====== EXERCISE INPUTS

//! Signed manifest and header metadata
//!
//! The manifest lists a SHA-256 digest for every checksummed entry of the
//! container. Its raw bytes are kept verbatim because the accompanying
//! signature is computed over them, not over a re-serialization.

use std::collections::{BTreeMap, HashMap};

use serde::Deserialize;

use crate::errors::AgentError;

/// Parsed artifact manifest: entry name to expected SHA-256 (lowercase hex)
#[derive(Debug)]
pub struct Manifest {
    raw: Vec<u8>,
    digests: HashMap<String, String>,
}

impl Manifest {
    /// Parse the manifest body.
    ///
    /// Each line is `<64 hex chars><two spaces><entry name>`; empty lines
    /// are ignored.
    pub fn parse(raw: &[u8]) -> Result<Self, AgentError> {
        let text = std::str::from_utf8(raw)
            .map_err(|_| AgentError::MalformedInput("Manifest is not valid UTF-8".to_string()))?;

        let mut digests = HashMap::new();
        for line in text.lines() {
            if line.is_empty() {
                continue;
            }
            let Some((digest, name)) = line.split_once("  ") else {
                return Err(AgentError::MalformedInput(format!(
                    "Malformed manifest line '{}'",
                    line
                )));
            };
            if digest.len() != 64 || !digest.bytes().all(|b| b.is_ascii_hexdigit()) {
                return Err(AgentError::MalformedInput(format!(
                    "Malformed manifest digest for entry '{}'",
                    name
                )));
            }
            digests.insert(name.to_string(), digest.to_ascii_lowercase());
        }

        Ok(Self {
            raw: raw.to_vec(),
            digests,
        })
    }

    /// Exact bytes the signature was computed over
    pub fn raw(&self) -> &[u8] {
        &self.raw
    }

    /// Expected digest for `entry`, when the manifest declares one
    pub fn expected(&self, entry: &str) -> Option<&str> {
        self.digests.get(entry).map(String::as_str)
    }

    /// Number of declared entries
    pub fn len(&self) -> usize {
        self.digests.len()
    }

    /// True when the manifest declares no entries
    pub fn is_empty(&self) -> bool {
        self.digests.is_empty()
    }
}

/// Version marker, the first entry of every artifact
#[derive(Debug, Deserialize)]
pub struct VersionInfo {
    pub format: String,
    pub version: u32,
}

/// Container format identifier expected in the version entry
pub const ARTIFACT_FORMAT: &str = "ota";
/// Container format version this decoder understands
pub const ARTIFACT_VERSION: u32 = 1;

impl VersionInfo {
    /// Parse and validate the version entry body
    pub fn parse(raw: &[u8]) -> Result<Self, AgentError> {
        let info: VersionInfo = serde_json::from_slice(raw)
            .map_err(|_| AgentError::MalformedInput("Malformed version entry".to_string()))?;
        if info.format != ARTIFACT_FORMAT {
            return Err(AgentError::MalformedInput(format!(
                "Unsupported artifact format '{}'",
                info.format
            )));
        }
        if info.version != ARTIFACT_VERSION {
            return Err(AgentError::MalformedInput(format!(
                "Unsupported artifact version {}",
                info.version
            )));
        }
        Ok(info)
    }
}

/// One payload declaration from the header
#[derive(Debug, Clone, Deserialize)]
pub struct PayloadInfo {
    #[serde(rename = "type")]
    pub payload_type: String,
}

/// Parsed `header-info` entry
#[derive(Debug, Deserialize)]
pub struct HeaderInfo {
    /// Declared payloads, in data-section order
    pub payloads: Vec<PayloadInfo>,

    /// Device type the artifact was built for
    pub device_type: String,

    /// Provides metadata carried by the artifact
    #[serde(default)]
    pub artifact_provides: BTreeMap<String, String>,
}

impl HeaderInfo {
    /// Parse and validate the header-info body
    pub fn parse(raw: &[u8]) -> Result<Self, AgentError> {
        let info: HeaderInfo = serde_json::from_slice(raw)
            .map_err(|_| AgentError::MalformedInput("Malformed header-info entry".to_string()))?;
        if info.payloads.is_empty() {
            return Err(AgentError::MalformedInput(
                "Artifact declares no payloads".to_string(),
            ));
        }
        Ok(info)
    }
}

============
====== EXERCISE INPUTS

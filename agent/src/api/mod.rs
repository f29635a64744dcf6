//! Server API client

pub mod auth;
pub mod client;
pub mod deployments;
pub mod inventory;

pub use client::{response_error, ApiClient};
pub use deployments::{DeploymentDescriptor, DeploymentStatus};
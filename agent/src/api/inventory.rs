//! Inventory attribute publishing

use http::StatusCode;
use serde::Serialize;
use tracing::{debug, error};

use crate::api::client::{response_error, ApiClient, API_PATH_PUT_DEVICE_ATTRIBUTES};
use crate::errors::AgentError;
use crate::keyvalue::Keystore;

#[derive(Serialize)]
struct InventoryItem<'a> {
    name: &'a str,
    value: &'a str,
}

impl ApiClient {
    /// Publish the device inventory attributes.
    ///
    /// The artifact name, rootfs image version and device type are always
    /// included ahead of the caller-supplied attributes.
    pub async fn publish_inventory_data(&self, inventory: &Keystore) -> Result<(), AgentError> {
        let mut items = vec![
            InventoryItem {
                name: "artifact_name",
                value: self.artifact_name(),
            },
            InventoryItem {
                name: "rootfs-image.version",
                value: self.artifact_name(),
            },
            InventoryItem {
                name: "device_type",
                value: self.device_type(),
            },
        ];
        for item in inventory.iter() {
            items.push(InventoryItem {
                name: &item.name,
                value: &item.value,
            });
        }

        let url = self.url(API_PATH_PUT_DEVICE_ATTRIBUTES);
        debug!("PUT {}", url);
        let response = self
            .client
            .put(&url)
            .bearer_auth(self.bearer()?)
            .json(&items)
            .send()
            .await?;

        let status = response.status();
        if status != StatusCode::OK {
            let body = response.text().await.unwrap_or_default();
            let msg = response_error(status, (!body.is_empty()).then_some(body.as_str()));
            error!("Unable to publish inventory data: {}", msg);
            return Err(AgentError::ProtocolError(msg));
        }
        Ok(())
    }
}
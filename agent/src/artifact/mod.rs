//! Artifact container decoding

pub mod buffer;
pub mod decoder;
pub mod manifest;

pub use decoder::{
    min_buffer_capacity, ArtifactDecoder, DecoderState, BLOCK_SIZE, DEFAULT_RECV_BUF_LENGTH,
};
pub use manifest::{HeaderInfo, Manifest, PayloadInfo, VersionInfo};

============

| THE PROBLEM |
Please find every line in the records that contains the word "impl", and copy it out.

| ANSWER BOX |
impl Manifest {
impl VersionInfo {
impl HeaderInfo {
impl ApiClient {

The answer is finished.